Neyse biraz da bilgi verelim, şimdi Havaalanının olduğu yer son durak ve ismi de “Flughafen”, buradan S2 ve S3 hatlı trenler geçiyor. Tren sistemi “S-Bahn-Linien” ve “Stadbahn Linien” diye iki ayrı sistem, bunların güzergahları faklı ama bazı noktalarda kesişiyorlar dolayısıyla bu noktalarda aktarma yapabiliyorsunuz. Yaklaşık 2-3 dakika bekledik ve tren geldi, zaten bekleyebileceğiniz maksimum süre 15 dakika ki bu da hiçbir şey.

 

 

 

Biz S2 no’lu trene bindik ve inmemiz gereken durağın adını birisine sorduk (Neyse ki İngilizce bilen bir adamdı. Şunu da unutmayın hani bütün Almanlar İngilizce bilir çatır çatır konuşur derler ya, masal! Bir, İngilizce'yi iyi bilmiyorlar; iki, bilseler de konuşmak istemiyorlar.) ve bizim gideceğimiz durağın zaten merkezde olduğu ve hem S2’nin hem de S3’ün oradan geçtiğini öğrendik. Yaklaşık 20-25 dakikalık bir yolculuktan sonra ki oldukça keyifli bir yolculuktu, “Hauptbahnhof” a geldik. Buraya gelene kadar etraftan seyrettiklerimiz bize büyükçe bir kasabaya geldiğimizi hissettirdi, her taraf iki katlı şirin ve eski evlerle doluydu, tam anlamıyla bir kasabaydı!

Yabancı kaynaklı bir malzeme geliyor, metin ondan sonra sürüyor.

//! Zip `presets/` into OUT_DIR so the binary carries its own presets

use anyhow::{Context, Result};
use std::path::PathBuf;

fn main() -> Result<()> {
    let manifest_dir = PathBuf::from(std::env::var("CARGO_MANIFEST_DIR")?);
    let presets = manifest_dir.join("presets");
    println!("cargo:rerun-if-changed={}", presets.display());

    let archive = preset_core::templates::build_archive(&presets)?;

    let out = PathBuf::from(std::env::var("OUT_DIR")?).join("presets.zip");
    std::fs::write(&out, archive).with_context(|| format!("Failed to write {}", out.display()))?;
    Ok(())
}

Hauptbahnhof’da trenden indik ve yine oraya buraya koşturan insanların arasında bir üst kata çıktık, orada gördüğümüz bir polis memuruna kalacağımız otelin ismini verip nasıl gidebileceğimizi sorduk ve havaalanında yaşadığımız şaşkınlığın aynısını yine yaşadık çünkü kalacağımız otel tren istasyonunun hemen üzerindeydi, ama size otelin adını vermek istemiyoruz çünkü çok kötü bir oteldi, kesinlikle tavsiye etmiyoruz. Ayrıca diğer otellere göre de oldukça pahalı, ayıptır söylemesi gecesine 205 DEM verdik, hem de bir şeye benzemiyordu, sakın gitmeyin. Baş harflerini de verelim de ipucu olsun “InterC...” ile başlıyor. Çok kötü çoook.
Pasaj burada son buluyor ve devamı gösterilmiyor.